Task requirements:
The required output is the whole listing below, unchanged.

Recorded data below:

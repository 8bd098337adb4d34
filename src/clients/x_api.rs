use std::collections::HashMap;

use chrono::SecondsFormat;
use reqwest::Client;
use serde::Deserialize;
use serde_json::Value;
use thiserror::Error;

use crate::config::XApiConfig;
use crate::models::{Lang, TimeWindow};

const RECENT_SEARCH_PATH: &str = "/2/tweets/search/recent";
const POST_FIELDS: &str = "created_at,public_metrics,lang,author_id";
const USER_FIELDS: &str = "username,name";

#[derive(Debug, Error)]
pub enum XApiError {
    /// Non-2xx upstream reply. Status and body are relayed to the caller
    /// unchanged, so no retry happens at this level.
    #[error("X API returned status {status}")]
    Status { status: u16, details: Value },

    #[error("X API request failed: {0}")]
    Transport(#[from] reqwest::Error),
}

#[derive(Debug, Default, Deserialize)]
pub struct RecentSearchBody {
    #[serde(default)]
    pub data: Vec<UpstreamPost>,
    #[serde(default)]
    pub includes: Includes,
}

#[derive(Debug, Default, Deserialize)]
pub struct Includes {
    #[serde(default)]
    pub users: Vec<XUser>,
}

#[derive(Debug, Clone, Deserialize)]
pub struct UpstreamPost {
    pub id: String,
    #[serde(default)]
    pub text: String,
    pub created_at: Option<String>,
    pub lang: Option<String>,
    pub author_id: Option<String>,
    #[serde(default)]
    pub public_metrics: PublicMetrics,
}

#[derive(Debug, Clone, Copy, Default, Deserialize)]
pub struct PublicMetrics {
    #[serde(default)]
    pub like_count: u64,
    #[serde(default)]
    pub retweet_count: u64,
    #[serde(default)]
    pub reply_count: u64,
    #[serde(default)]
    pub quote_count: u64,
}

#[derive(Debug, Clone, Deserialize)]
pub struct XUser {
    pub id: String,
    #[serde(default)]
    pub username: String,
    #[serde(default)]
    pub name: String,
}

/// One parsed page of recent-search results, with the user expansion
/// re-keyed by author id for lookup during scoring.
#[derive(Debug, Default)]
pub struct RecentSearchPage {
    pub posts: Vec<UpstreamPost>,
    pub users: HashMap<String, XUser>,
}

impl From<RecentSearchBody> for RecentSearchPage {
    fn from(body: RecentSearchBody) -> Self {
        let users = body
            .includes
            .users
            .into_iter()
            .map(|u| (u.id.clone(), u))
            .collect();
        Self {
            posts: body.data,
            users,
        }
    }
}

fn escape_keyword(keyword: &str) -> String {
    keyword.replace('"', "\\\"")
}

/// The upstream query: a quoted disjunction over the keywords, reposts
/// excluded, language pinned.
#[must_use]
pub fn build_search_query(keywords: &[String], lang: Lang) -> String {
    let disjunction = keywords
        .iter()
        .map(|k| format!("(\"{}\")", escape_keyword(k)))
        .collect::<Vec<_>>()
        .join(" OR ");

    format!("({disjunction}) -is:retweet lang:{lang}")
}

#[derive(Clone)]
pub struct XSearchClient {
    client: Client,
    base_url: String,
    page_size: u32,
}

impl XSearchClient {
    #[must_use]
    pub fn new(config: &XApiConfig, client: Client) -> Self {
        Self {
            client,
            base_url: config.base_url.trim_end_matches('/').to_string(),
            page_size: config.page_size,
        }
    }

    /// Fetch one page of recent posts matching `query` inside `window`.
    ///
    /// `authorization` is the caller's own `Authorization` header value,
    /// forwarded verbatim. A success reply whose body fails to parse is
    /// treated as an empty result set.
    pub async fn recent_search(
        &self,
        query: &str,
        window: TimeWindow,
        authorization: &str,
    ) -> Result<RecentSearchPage, XApiError> {
        let url = format!("{}{RECENT_SEARCH_PATH}", self.base_url);
        let params = [
            ("query", query.to_string()),
            ("max_results", self.page_size.to_string()),
            (
                "start_time",
                window.start.to_rfc3339_opts(SecondsFormat::Millis, true),
            ),
            (
                "end_time",
                window.end.to_rfc3339_opts(SecondsFormat::Millis, true),
            ),
            ("tweet.fields", POST_FIELDS.to_string()),
            ("expansions", "author_id".to_string()),
            ("user.fields", USER_FIELDS.to_string()),
        ];

        let response = self
            .client
            .get(&url)
            .query(&params)
            .header(reqwest::header::AUTHORIZATION, authorization)
            .send()
            .await?;

        let status = response.status();
        if !status.is_success() {
            let details = response
                .json::<Value>()
                .await
                .unwrap_or_else(|_| serde_json::json!({ "message": "Unknown error" }));
            return Err(XApiError::Status {
                status: status.as_u16(),
                details,
            });
        }

        let body: RecentSearchBody = response.json().await.unwrap_or_default();
        Ok(RecentSearchPage::from(body))
    }
}

#[cfg(test)]
mod tests {
    use super::*;

    fn keywords(list: &[&str]) -> Vec<String> {
        list.iter().map(ToString::to_string).collect()
    }

    #[test]
    fn test_build_search_query() {
        let query = build_search_query(&keywords(&["ai", "chip"]), Lang::Tr);
        assert_eq!(query, r#"(("ai") OR ("chip")) -is:retweet lang:tr"#);
    }

    #[test]
    fn test_build_search_query_single_keyword_en() {
        let query = build_search_query(&keywords(&["rust"]), Lang::En);
        assert_eq!(query, r#"(("rust")) -is:retweet lang:en"#);
    }

    #[test]
    fn test_embedded_quotes_are_escaped() {
        let query = build_search_query(&keywords(&[r#"say "hi""#]), Lang::Tr);
        assert!(query.contains(r#"("say \"hi\"")"#));
    }

    #[test]
    fn test_empty_body_parses_as_empty_page() {
        let body: RecentSearchBody = serde_json::from_str("{}").unwrap();
        let page = RecentSearchPage::from(body);
        assert!(page.posts.is_empty());
        assert!(page.users.is_empty());
    }

    #[test]
    fn test_user_expansion_is_keyed_by_id() {
        let body: RecentSearchBody = serde_json::from_value(serde_json::json!({
            "data": [
                {"id": "1", "text": "hello", "author_id": "u1"}
            ],
            "includes": {"users": [{"id": "u1", "username": "acme", "name": "Acme"}]}
        }))
        .unwrap();

        let page = RecentSearchPage::from(body);
        assert_eq!(page.posts.len(), 1);
        assert_eq!(page.users["u1"].username, "acme");
        assert_eq!(page.posts[0].public_metrics.like_count, 0);
    }
}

End of Recorded data.

Your response:
repository 8bd098337adb4d34
filename src/clients/x_api.rs
use std::collections::HashMap;

use chrono::SecondsFormat;
use reqwest::Client;
use serde::Deserialize;
use serde_json::Value;
use thiserror::Error;

use crate::config::XApiConfig;
use crate::models::{Lang, TimeWindow};

const RECENT_SEARCH_PATH: &str = "/2/tweets/search/recent";
const POST_FIELDS: &str = "created_at,public_metrics,lang,author_id";
const USER_FIELDS: &str = "username,name";

#[derive(Debug, Error)]
pub enum XApiError {
    /// Non-2xx upstream reply. Status and body are relayed to the caller
    /// unchanged, so no retry happens at this level.
    #[error("X API returned status {status}")]
    Status { status: u16, details: Value },

    #[error("X API request failed: {0}")]
    Transport(#[from] reqwest::Error),
}

#[derive(Debug, Default, Deserialize)]
pub struct RecentSearchBody {
    #[serde(default)]
    pub data: Vec<UpstreamPost>,
    #[serde(default)]
    pub includes: Includes,
}

#[derive(Debug, Default, Deserialize)]
pub struct Includes {
    #[serde(default)]
    pub users: Vec<XUser>,
}

#[derive(Debug, Clone, Deserialize)]
pub struct UpstreamPost {
    pub id: String,
    #[serde(default)]
    pub text: String,
    pub created_at: Option<String>,
    pub lang: Option<String>,
    pub author_id: Option<String>,
    #[serde(default)]
    pub public_metrics: PublicMetrics,
}

#[derive(Debug, Clone, Copy, Default, Deserialize)]
pub struct PublicMetrics {
    #[serde(default)]
    pub like_count: u64,
    #[serde(default)]
    pub retweet_count: u64,
    #[serde(default)]
    pub reply_count: u64,
    #[serde(default)]
    pub quote_count: u64,
}

#[derive(Debug, Clone, Deserialize)]
pub struct XUser {
    pub id: String,
    #[serde(default)]
    pub username: String,
    #[serde(default)]
    pub name: String,
}

/// One parsed page of recent-search results, with the user expansion
/// re-keyed by author id for lookup during scoring.
#[derive(Debug, Default)]
pub struct RecentSearchPage {
    pub posts: Vec<UpstreamPost>,
    pub users: HashMap<String, XUser>,
}

impl From<RecentSearchBody> for RecentSearchPage {
    fn from(body: RecentSearchBody) -> Self {
        let users = body
            .includes
            .users
            .into_iter()
            .map(|u| (u.id.clone(), u))
            .collect();
        Self {
            posts: body.data,
            users,
        }
    }
}

fn escape_keyword(keyword: &str) -> String {
    keyword.replace('"', "\\\"")
}

/// The upstream query: a quoted disjunction over the keywords, reposts
/// excluded, language pinned.
#[must_use]
pub fn build_search_query(keywords: &[String], lang: Lang) -> String {
    let disjunction = keywords
        .iter()
        .map(|k| format!("(\"{}\")", escape_keyword(k)))
        .collect::<Vec<_>>()
        .join(" OR ");

    format!("({disjunction}) -is:retweet lang:{lang}")
}

#[derive(Clone)]
pub struct XSearchClient {
    client: Client,
    base_url: String,
    page_size: u32,
}

impl XSearchClient {
    #[must_use]
    pub fn new(config: &XApiConfig, client: Client) -> Self {
        Self {
            client,
            base_url: config.base_url.trim_end_matches('/').to_string(),
            page_size: config.page_size,
        }
    }

    /// Fetch one page of recent posts matching `query` inside `window`.
    ///
    /// `authorization` is the caller's own `Authorization` header value,
    /// forwarded verbatim. A success reply whose body fails to parse is
    /// treated as an empty result set.
    pub async fn recent_search(
        &self,
        query: &str,
        window: TimeWindow,
        authorization: &str,
    ) -> Result<RecentSearchPage, XApiError> {
        let url = format!("{}{RECENT_SEARCH_PATH}", self.base_url);
        let params = [
            ("query", query.to_string()),
            ("max_results", self.page_size.to_string()),
            (
                "start_time",
                window.start.to_rfc3339_opts(SecondsFormat::Millis, true),
            ),
            (
                "end_time",
                window.end.to_rfc3339_opts(SecondsFormat::Millis, true),
            ),
            ("tweet.fields", POST_FIELDS.to_string()),
            ("expansions", "author_id".to_string()),
            ("user.fields", USER_FIELDS.to_string()),
        ];

        let response = self
            .client
            .get(&url)
            .query(&params)
            .header(reqwest::header::AUTHORIZATION, authorization)
            .send()
            .await?;

        let status = response.status();
        if !status.is_success() {
            let details = response
                .json::<Value>()
                .await
                .unwrap_or_else(|_| serde_json::json!({ "message": "Unknown error" }));
            return Err(XApiError::Status {
                status: status.as_u16(),
                details,
            });
        }

        let body: RecentSearchBody = response.json().await.unwrap_or_default();
        Ok(RecentSearchPage::from(body))
    }
}

#[cfg(test)]
mod tests {
    use super::*;

    fn keywords(list: &[&str]) -> Vec<String> {
        list.iter().map(ToString::to_string).collect()
    }

    #[test]
    fn test_build_search_query() {
        let query = build_search_query(&keywords(&["ai", "chip"]), Lang::Tr);
        assert_eq!(query, r#"(("ai") OR ("chip")) -is:retweet lang:tr"#);
    }

    #[test]
    fn test_build_search_query_single_keyword_en() {
        let query = build_search_query(&keywords(&["rust"]), Lang::En);
        assert_eq!(query, r#"(("rust")) -is:retweet lang:en"#);
    }

    #[test]
    fn test_embedded_quotes_are_escaped() {
        let query = build_search_query(&keywords(&[r#"say "hi""#]), Lang::Tr);
        assert!(query.contains(r#"("say \"hi\"")"#));
    }

    #[test]
    fn test_empty_body_parses_as_empty_page() {
        let body: RecentSearchBody = serde_json::from_str("{}").unwrap();
        let page = RecentSearchPage::from(body);
        assert!(page.posts.is_empty());
        assert!(page.users.is_empty());
    }

    #[test]
    fn test_user_expansion_is_keyed_by_id() {
        let body: RecentSearchBody = serde_json::from_value(serde_json::json!({
            "data": [
                {"id": "1", "text": "hello", "author_id": "u1"}
            ],
            "includes": {"users": [{"id": "u1", "username": "acme", "name": "Acme"}]}
        }))
        .unwrap();

        let page = RecentSearchPage::from(body);
        assert_eq!(page.posts.len(), 1);
        assert_eq!(page.users["u1"].username, "acme");
        assert_eq!(page.posts[0].public_metrics.like_count, 0);
    }
}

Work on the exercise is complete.